+++ Data supplied +++
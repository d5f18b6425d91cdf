use crate::types::execution::{DtmfEntry, ExecutionState};
use cw_events::types::{EventKind, EventRecord};

// Single left-to-right fold over events in storage order. Sequence numbers
// are the ordering key; occurred_at is source-supplied and may collide or
// regress, so it only ever feeds the monotonic created_at/last_activity
// bookkeeping.
pub fn reduce(execution_id: &str, events: Vec<EventRecord>) -> ExecutionState {
    let mut state = ExecutionState::empty(execution_id);

    for event in events {
        if state.created_at.is_none() {
            state.created_at = Some(event.occurred_at);
        }
        if state.last_activity.is_none_or(|last| event.occurred_at > last) {
            state.last_activity = Some(event.occurred_at);
        }

        if state.call_id.is_none() {
            state.call_id = event.call_id.clone();
        }
        if state.to_number.is_none() {
            state.to_number = event.to_number.clone();
        }
        if state.from_number.is_none() {
            state.from_number = event.from_number.clone();
        }

        match event.kind {
            EventKind::Status => {
                if let Some(status) = &event.status {
                    state.status = Some(status.clone());
                }
            }
            EventKind::Dtmf => {
                state.dtmf_actions.push(DtmfEntry {
                    digits: event.digits.clone().unwrap_or_default(),
                    action: event.action,
                    occurred_at: event.occurred_at,
                });
            }
            EventKind::Flow => {}
        }

        state.events.push(event);
    }

    state
}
+++
* What you need to do:
When a line in the material above holds the word "clone", copy that line.

* Answer for the task:
            state.call_id = event.call_id.clone();
            state.to_number = event.to_number.clone();
            state.from_number = event.from_number.clone();
                    state.status = Some(status.clone());
                    digits: event.digits.clone().unwrap_or_default(),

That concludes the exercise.